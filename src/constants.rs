//! App-wide constants.
//!
//! Centralises the service name, config paths, environment variable names,
//! and API defaults so a rename only requires changing this file.

/// Display name of the service (lowercase).
pub const APP_NAME: &str = "prlens";

/// Crate version, stamped by cargo.
pub const VERSION: &str = env!("CARGO_PKG_VERSION");

/// User-Agent sent on outgoing API requests. GitHub rejects requests
/// without one.
pub const USER_AGENT: &str = concat!("prlens/", env!("CARGO_PKG_VERSION"));

/// Local config filename (e.g. `.prlens.toml` in the working directory).
pub const CONFIG_FILENAME: &str = ".prlens.toml";

/// Directory name under `~/.config/` for the global config.
pub const CONFIG_DIR: &str = "prlens";

/// Default GitHub REST API root.
pub const GITHUB_API_URL: &str = "https://api.github.com";

/// Default bind address for `prlens serve`.
pub const DEFAULT_BIND: &str = "127.0.0.1:8080";


// ── Environment variable names ──────────────────────────────────────

pub const ENV_BIND: &str = "PRLENS_BIND";
pub const ENV_GITHUB_TOKEN: &str = "GITHUB_TOKEN";
pub const ENV_GITHUB_API_URL: &str = "PRLENS_GITHUB_API_URL";
pub const ENV_SUMMARY_ENABLED: &str = "PRLENS_SUMMARY_ENABLED";
pub const ENV_SUMMARY_PROVIDER: &str = "PRLENS_SUMMARY_PROVIDER";
pub const ENV_SUMMARY_MODEL: &str = "PRLENS_SUMMARY_MODEL";
pub const ENV_SUMMARY_API_KEY: &str = "PRLENS_SUMMARY_API_KEY";
pub const ENV_SUMMARY_BASE_URL: &str = "PRLENS_SUMMARY_BASE_URL";
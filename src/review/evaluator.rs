//! Per-file heuristic evaluation.
//!
//! Ordering contract: hunks in patch order; within a hunk, per added
//! line, line rules in declared order; then the hunk rules. The result
//! for a file is therefore deterministic regardless of how files are
//! scheduled across threads.

use std::panic::{catch_unwind, AssertUnwindSafe};

use crate::diff;
use crate::models::{ChangedFile, Issue};
use crate::rules::{LineContext, RuleSet};

/// Run every rule over the added lines of one file's patch.
///
/// Files without patch text (binary or oversized) yield no issues.
pub fn evaluate_file(file: &ChangedFile, rules: &RuleSet) -> Vec<Issue> {
    let Some(patch) = file.patch.as_deref() else {
        return Vec::new();
    };

    let mut issues = Vec::new();

    for hunk in diff::parse_patch(patch) {
        let added = hunk.added_lines();

        for (i, line) in added.iter().enumerate() {
            let ctx = LineContext {
                file: &file.path,
                line_no: line.line_no,
                text: line.text,
                following: &added[i + 1..],
            };
            for rule in &rules.line_rules {
                issues.extend(rule.evaluate(&ctx));
            }
        }

        for rule in &rules.hunk_rules {
            issues.extend(rule.evaluate(&file.path, &added));
        }
    }

    issues
}

/// Evaluate one file with panic isolation.
///
/// A defect in a heuristic must not abort the whole report: a panic
/// while scanning this file becomes a single `InternalError` issue and
/// the other files are unaffected.
pub fn evaluate_file_isolated(file: &ChangedFile, rules: &RuleSet) -> Vec<Issue> {
    match catch_unwind(AssertUnwindSafe(|| evaluate_file(file, rules))) {
        Ok(issues) => issues,
        Err(_) => {
            tracing::error!(file = %file.path, "heuristic evaluation panicked");
            vec![Issue::internal_error(&file.path)]
        }
    }
}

===

What to work on:
Show, from the listing above, each line that contains the word "toml".

Response box:
/// Local config filename (e.g. `.prlens.toml` in the working directory).
pub const CONFIG_FILENAME: &str = ".prlens.toml";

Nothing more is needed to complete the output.